Contributo alla discussione all’assemblea nazionale de Il sindacato è un’altra cosa-Opposizione Cgil a Roma il 13 novembre 2015.

A distanza di 18 mesi dalla fine del XVII congresso della Cgil, a otto mesi dal seminario nazionale a Bellaria crediamo che non sia più rinviabile un serio bilancio del lavoro svolto dall’area. Lavoro che a nostro avviso è estremamente deficitario e che richiede drastiche misure di correzione, pena il procrastinarsi della crisi in cui l’area si trova e un suo inevitabile disfacimento.

La fase che stiamo attraversando

È innegabile che la crisi che sta attraversando la nostra area è condizionata anche dal basso livello di conflitto nel paese. L’assenza di mobilitazioni di carattere generale indubbiamente ci consegna un contesto in cui diventa più difficile il conflitto per contrastare i continui attacchi dei padroni.

Ma il fatto che siamo in un periodo di bassa conflittualità nei luoghi di lavoro, destinato prima o poi a finire, non è una giustificazione assoluta per l’impasse in cui è finita l’area, né un motivo per assumere posizioni autoreferenziali.

L’agenda del governo e dei padroni è piena di nuovi e più profondi attacchi alla classe lavoratrice, compito nostro è prepararci per le future contraddizioni e conflitti che inevitabilmente si produrranno.

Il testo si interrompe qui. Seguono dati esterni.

pub mod deadline;
pub mod queue_refresh;

pub use deadline::spawn_deadline_task;
pub use queue_refresh::spawn_queue_refresh_task;
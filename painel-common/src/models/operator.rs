use serde::{Deserialize, Serialize};

/// Sector used when the operator profile carries no department.
pub const DEFAULT_SECTOR: &str = "Geral";

/// Operator profile as returned by `GET /atendentes/me` and kept in the
/// local store under `user_data`.
#[derive(Debug, Serialize, Deserialize, Clone, PartialEq, Eq)]
pub struct Operator {
    pub id: String,
    #[serde(rename = "nome")]
    pub name: String,
    #[serde(default)]
    pub email: String,
    #[serde(rename = "cargo", default)]
    pub role: String,
    #[serde(rename = "departamento", default)]
    pub department: String,
}

impl Operator {
    /// Sector announced to the channel. Empty departments fall back to "Geral".
    pub fn sector(&self) -> &str {
        if self.department.trim().is_empty() {
            DEFAULT_SECTOR
        } else {
            &self.department
        }
    }
}

#[cfg(test)]
mod tests {
    use super::*;

    #[test]
    fn parses_profile_with_portuguese_fields() {
        let op: Operator = serde_json::from_str(
            r#"{"id":"7","nome":"Ana","email":"ana@ifce.edu.br","cargo":"ATENDENTE","departamento":"Protocolo"}"#,
        )
        .unwrap();
        assert_eq!(op.name, "Ana");
        assert_eq!(op.role, "ATENDENTE");
        assert_eq!(op.sector(), "Protocolo");
    }

    #[test]
    fn missing_department_uses_default_sector() {
        let op: Operator = serde_json::from_str(r#"{"id":"7","nome":"Ana"}"#).unwrap();
        assert_eq!(op.sector(), DEFAULT_SECTOR);
    }
}
// File: painel-core/src/storage.rs
//
// Client-side persisted state: the access token and the serialized operator
// profile, written together and removed together. A credential login also
// keeps its signed session token, which goes away with the rest.

use std::collections::HashMap;
use std::io::Write;
use std::path::{Path, PathBuf};
use std::sync::Mutex;

use tracing::{debug, warn};

use painel_common::models::Operator;

use crate::Error;

pub const ACCESS_TOKEN_KEY: &str = "access_token";
pub const USER_DATA_KEY: &str = "user_data";
pub const SESSION_TOKEN_KEY: &str = "session_token";

/// Key/value string store with localStorage semantics.
pub trait LocalStore: Send + Sync {
    fn get(&self, key: &str) -> Result<Option<String>, Error>;
    fn set(&self, key: &str, value: &str) -> Result<(), Error>;
    fn remove(&self, key: &str) -> Result<(), Error>;
}

#[derive(Default)]
pub struct MemoryStore {
    entries: Mutex<HashMap<String, String>>,
}

impl MemoryStore {
    pub fn new() -> Self {
        Self::default()
    }
}

impl LocalStore for MemoryStore {
    fn get(&self, key: &str) -> Result<Option<String>, Error> {
        let map = self.entries.lock().unwrap_or_else(|p| p.into_inner());
        Ok(map.get(key).cloned())
    }

    fn set(&self, key: &str, value: &str) -> Result<(), Error> {
        let mut map = self.entries.lock().unwrap_or_else(|p| p.into_inner());
        map.insert(key.to_string(), value.to_string());
        Ok(())
    }

    fn remove(&self, key: &str) -> Result<(), Error> {
        let mut map = self.entries.lock().unwrap_or_else(|p| p.into_inner());
        map.remove(key);
        Ok(())
    }
}

/// JSON object on disk. Every write rewrites the file through a temp file in
/// the same directory.
pub struct FileStore {
    path: PathBuf,
    lock: Mutex<()>,
}

impl FileStore {
    pub fn new(path: impl Into<PathBuf>) -> Self {
        Self { path: path.into(), lock: Mutex::new(()) }
    }

    /// `<data dir>/painel/storage.json`.
    pub fn default_path() -> Option<PathBuf> {
        dirs::data_dir().map(|d| d.join("painel").join("storage.json"))
    }

    pub fn path(&self) -> &Path {
        &self.path
    }

    fn load(&self) -> Result<HashMap<String, String>, Error> {
        match std::fs::read_to_string(&self.path) {
            Ok(text) if text.trim().is_empty() => Ok(HashMap::new()),
            Ok(text) => match serde_json::from_str(&text) {
                Ok(map) => Ok(map),
                Err(e) => {
                    warn!("storage file {:?} is corrupt ({}); starting empty", self.path, e);
                    Ok(HashMap::new())
                }
            },
            Err(e) if e.kind() == std::io::ErrorKind::NotFound => Ok(HashMap::new()),
            Err(e) => Err(e.into()),
        }
    }

    fn save(&self, map: &HashMap<String, String>) -> Result<(), Error> {
        let dir = self
            .path
            .parent()
            .map(Path::to_path_buf)
            .unwrap_or_else(|| PathBuf::from("."));
        std::fs::create_dir_all(&dir)?;

        let tmp = dir.join(format!(
            ".{}.tmp",
            self.path.file_name().and_then(|n| n.to_str()).unwrap_or("storage")
        ));
        {
            let mut file = std::fs::File::create(&tmp)?;
            file.write_all(serde_json::to_string_pretty(map)?.as_bytes())?;
            file.sync_all()?;
        }
        std::fs::rename(&tmp, &self.path)?;
        debug!("storage saved to {:?} ({} keys)", self.path, map.len());
        Ok(())
    }
}

impl LocalStore for FileStore {
    fn get(&self, key: &str) -> Result<Option<String>, Error> {
        let _guard = self.lock.lock().unwrap_or_else(|p| p.into_inner());
        Ok(self.load()?.get(key).cloned())
    }

    fn set(&self, key: &str, value: &str) -> Result<(), Error> {
        let _guard = self.lock.lock().unwrap_or_else(|p| p.into_inner());
        let mut map = self.load()?;
        map.insert(key.to_string(), value.to_string());
        self.save(&map)
    }

    fn remove(&self, key: &str) -> Result<(), Error> {
        let _guard = self.lock.lock().unwrap_or_else(|p| p.into_inner());
        let mut map = self.load()?;
        if map.remove(key).is_some() {
            self.save(&map)?;
        }
        Ok(())
    }
}

/// Persists token and profile as one unit.
pub fn save_login(store: &dyn LocalStore, token: &str, operator: &Operator) -> Result<(), Error> {
    let user_data = serde_json::to_string(operator)?;
    store.set(USER_DATA_KEY, &user_data)?;
    store.set(ACCESS_TOKEN_KEY, token)
}

/// Returns the stored login only when both halves are present and readable.
pub fn load_login(store: &dyn LocalStore) -> Result<Option<(String, Operator)>, Error> {
    let token = store.get(ACCESS_TOKEN_KEY)?;
    let user_data = store.get(USER_DATA_KEY)?;
    match (token, user_data) {
        (Some(token), Some(user_data)) if !token.is_empty() => {
            match serde_json::from_str::<Operator>(&user_data) {
                Ok(op) => Ok(Some((token, op))),
                Err(e) => {
                    warn!("stored user_data unreadable: {}", e);
                    Ok(None)
                }
            }
        }
        _ => Ok(None),
    }
}

pub fn clear_login(store: &dyn LocalStore) -> Result<(), Error> {
    store.remove(ACCESS_TOKEN_KEY)?;
    store.remove(USER_DATA_KEY)?;
    store.remove(SESSION_TOKEN_KEY)
}

pub fn save_session_token(store: &dyn LocalStore, token: &str) -> Result<(), Error> {
    store.set(SESSION_TOKEN_KEY, token)
}

pub fn load_session_token(store: &dyn LocalStore) -> Result<Option<String>, Error> {
    Ok(store.get(SESSION_TOKEN_KEY)?.filter(|t| !t.is_empty()))
}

Dopo la vittoria riportata dal governo sul Jobs Act e successivamente sulla “Buona scuola”, per responsabilità in primo luogo del gruppo dirigente della Cgil, ora nel mirino ci sono il diritto di sciopero e il contratto nazionale. Con il Jobs act hanno demolito i diritti individuali dei lavoratori: totale libertà di licenziamento, demansionamento, controlli a distanza. Ora vogliono abolire anche i diritti collettivi, come il diritto di assemblea, di sciopero e il contratto nazionale di lavoro.

L’obiettivo finale è che nelle aziende non rimanga traccia di un’organizzazione indipendente dei lavoratori. Il sindacato, nella misura in cui deve continuare ad esistere, deve essere un semplice alleato dell’azienda nella ricerca della produttività e del massimo profitto. Tutto deve subordinarsi a questo. Il caso Fiat e gli attacchi di Marchionne in questo senso sono ormai consolidati da tempo come veri e propri esempi da perseguire in ogni categoria. Vedi la lunga lista di contratti disdettati, e la sistematica ricerca di sindacati e sindacalisti compiacenti.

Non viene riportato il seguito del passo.